Como si de una buena novela se tratase (el tópico aquí sí es pertinente), el momento de la máxima felicidad es también el arranque de la cuesta abajo: el nacimiento de Miguel, que muere a los pocos meses, seguido del de Marta, cuya infancia no termina de arreglar la incomunicación del matrimonio, de mitigar las extravagancias de Ferlosio ni de suavizar su atronadora sinceridad. Es el momento en que la moza Demetria Chamorro Corbacho le dice al gran autor Ferlosio que El Jarama le parece un rollo, y Ferlosio se enamora de ella.

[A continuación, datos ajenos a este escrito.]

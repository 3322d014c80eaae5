mod common;

use common::date;
use potalog::core::heatmap::{DayActivity, activity_level, build_calendar, new_park_level};
use potalog::db::DateCount;

#[test]
fn test_activity_level_thresholds() {
    assert_eq!(activity_level(0), 0);
    assert_eq!(activity_level(1), 1);
    assert_eq!(activity_level(3), 1);
    assert_eq!(activity_level(4), 2);
    assert_eq!(activity_level(9), 2);
    assert_eq!(activity_level(10), 3);
    assert_eq!(activity_level(19), 3);
    assert_eq!(activity_level(20), 4);
    assert_eq!(activity_level(200), 4);
}

#[test]
fn test_new_park_level_thresholds() {
    assert_eq!(new_park_level(0), 0);
    assert_eq!(new_park_level(1), 1);
    assert_eq!(new_park_level(2), 2);
    assert_eq!(new_park_level(3), 3);
    assert_eq!(new_park_level(4), 4);
    assert_eq!(new_park_level(40), 4);
}

#[test]
fn test_build_calendar_empty_input() {
    assert!(build_calendar(&[], date("2024-01-10"), activity_level).is_empty());
}

#[test]
fn test_build_calendar_fills_gap_days_with_zero() {
    let rows = vec![
        DateCount {
            date: date("2024-01-01"),
            count: 2,
        },
        DateCount {
            date: date("2024-01-03"),
            count: 12,
        },
    ];

    let cal = build_calendar(&rows, date("2024-01-04"), activity_level);
    assert_eq!(
        cal,
        vec![
            DayActivity {
                date: date("2024-01-01"),
                count: 2,
                level: 1
            },
            DayActivity {
                date: date("2024-01-02"),
                count: 0,
                level: 0
            },
            DayActivity {
                date: date("2024-01-03"),
                count: 12,
                level: 3
            },
            DayActivity {
                date: date("2024-01-04"),
                count: 0,
                level: 0
            },
        ]
    );
}

#[test]
fn test_build_calendar_single_day_history() {
    let rows = vec![DateCount {
        date: date("2024-01-01"),
        count: 1,
    }];
    let cal = build_calendar(&rows, date("2024-01-01"), new_park_level);
    assert_eq!(cal.len(), 1);
    assert_eq!(cal[0].level, 1);
}
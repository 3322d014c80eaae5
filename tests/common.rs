#![allow(dead_code)]
use std::env;
use std::fs;
use std::path::PathBuf;

use chrono::NaiveDate;
use potalog::db::StoreHandle;
use potalog::models::{HuntSession, Qso, QsoDraft};

/// Create a unique test DB path inside the system temp dir and remove any
/// existing file
pub fn setup_test_db(name: &str) -> String {
    let mut path: PathBuf = env::temp_dir();
    path.push(format!("{}_potalog.sqlite", name));
    let db_path = path.to_string_lossy().to_string();
    fs::remove_file(&db_path).ok();
    db_path
}

pub fn date(s: &str) -> NaiveDate {
    NaiveDate::parse_from_str(s, "%Y-%m-%d").expect("valid date")
}

/// In-memory store handle for tests that don't need a file on disk.
pub fn mem_store() -> StoreHandle {
    StoreHandle::spawn_in_memory().expect("spawn store")
}

/// Session pinned to a date.
pub fn session(date_str: &str) -> HuntSession {
    HuntSession::new(date(date_str))
}

/// Draft with the boilerplate fields filled in.
pub fn draft(callsign: &str, park: Option<&str>, freq_mhz: f64) -> QsoDraft {
    QsoDraft {
        park_reference: park.map(|p| p.to_string()),
        callsign: callsign.to_string(),
        frequency: freq_mhz,
        mode: "SSB".to_string(),
        rst_sent: "59".to_string(),
        rst_received: "59".to_string(),
        timestamp: None,
    }
}

/// Normalized QSO ready for insertion.
pub fn qso(session_id: &str, callsign: &str, park: Option<&str>, freq_mhz: f64) -> Qso {
    Qso::new(session_id, draft(callsign, park, freq_mhz))
}

/// QSO with explicit timestamps, for ordering tests.
pub fn qso_at(
    session_id: &str,
    callsign: &str,
    park: Option<&str>,
    freq_mhz: f64,
    timestamp: &str,
    created_at: &str,
) -> Qso {
    let mut q = qso(session_id, callsign, park, freq_mhz);
    q.timestamp = timestamp.to_string();
    q.created_at = created_at.to_string();
    q
}
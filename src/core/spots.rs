//! Spot-feed annotation: flag each live spot against the local log. The
//! core neither fetches nor caches spots, it only annotates what the feed
//! collaborator hands over.

use std::collections::{BTreeSet, HashSet};

use crate::models::{AnnotatedSpot, Qso, Spot};

fn hunted_key(callsign: &str, park: &str) -> String {
    format!("{callsign}:{park}")
}

fn build_hunted_set(qsos: &[Qso]) -> HashSet<String> {
    qsos.iter()
        .map(|q| hunted_key(&q.callsign, q.park_reference.as_deref().unwrap_or("")))
        .collect()
}

/// Annotate spots: `hunted` marks an activator+park pair already logged,
/// `new_park` a park reference absent from the worked history.
pub fn annotate_spots(
    spots: Vec<Spot>,
    qsos: &[Qso],
    worked: &BTreeSet<String>,
) -> Vec<AnnotatedSpot> {
    let hunted = build_hunted_set(qsos);
    spots
        .into_iter()
        .map(|spot| {
            let is_hunted = hunted.contains(&hunted_key(&spot.activator, &spot.reference));
            let new_park = !worked.contains(&spot.reference);
            AnnotatedSpot {
                spot,
                hunted: is_hunted,
                new_park,
            }
        })
        .collect()
}

/// Sort spots by numeric frequency, then mode, then spot time.
pub fn sort_spots(spots: &mut [AnnotatedSpot]) {
    spots.sort_by(|a, b| {
        let fa = a.spot.frequency.parse::<f64>().unwrap_or(0.0);
        let fb = b.spot.frequency.parse::<f64>().unwrap_or(0.0);
        fa.partial_cmp(&fb)
            .unwrap_or(std::cmp::Ordering::Equal)
            .then_with(|| a.spot.mode.cmp(&b.spot.mode))
            .then_with(|| a.spot.spot_time.cmp(&b.spot.spot_time))
    });
}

Empieza aquí la segunda parte de esta novela/biografía, la del enfrentamiento con la contradicción entre buscar lo insólito y seguir amparándose en las comodidades del señoritismo provinciano, entre meterse en tóxicas hogueras y buscar el calor cotidiano. Vienen momentos tremendos, las adicciones y la muerte de su hija Marta, o los incomprensibles amoríos con un pelanas como Gonzalo Torrente Malvido, que siempre que me sale en algún libro es para despreciarlo, ya sea como palmero parásito de Camarón (léase la biografía de Francisco Peregil) o como autor de un censo de personajes barojianos inútil y mal hecho, por el que sin embargo imagino que algo cobraría. No todo iba a ser dar sablazos a los amigos y robar a las amantes… Aquí, en cambio, sirve para subrayar el conflicto de la heroína, lo atractivo por extraño, cómo una mujer inteligente se mete en tales fregados, cómo alguien tan paciente y ordenada se despendola de esas maneras, cómo se busca lejos, en la soledad que no soporta, en la compañía que le duele. Ferlosio ha desaparecido (bueno, de vez en cuando aparece, hecho un Menipo, y te vuelves a reír) y esta mujer construye una obra más allá de los principios novelescos, cimentada en el ensayo histórico, en la crítica literaria, en un autobiografismo sin tapujos, salpimentada con afecto por el cuento maravilloso, hada madrina ella de muchos autores que sacaron la cabeza en los 80, desde el gran Pombo a, por ejemplo, Millás o Chirbes, que así lo reconoce en sus Diarios, y, en fin, apasionado pero escéptico personaje de la Transición, lo bastante lista como para no caer en la autocomplacencia de bodeguiya y con el suficiente sentido histórico como para estar siempre donde había que estar, dentro o fuera, y cuando había que estar, como es el caso de Diario 16.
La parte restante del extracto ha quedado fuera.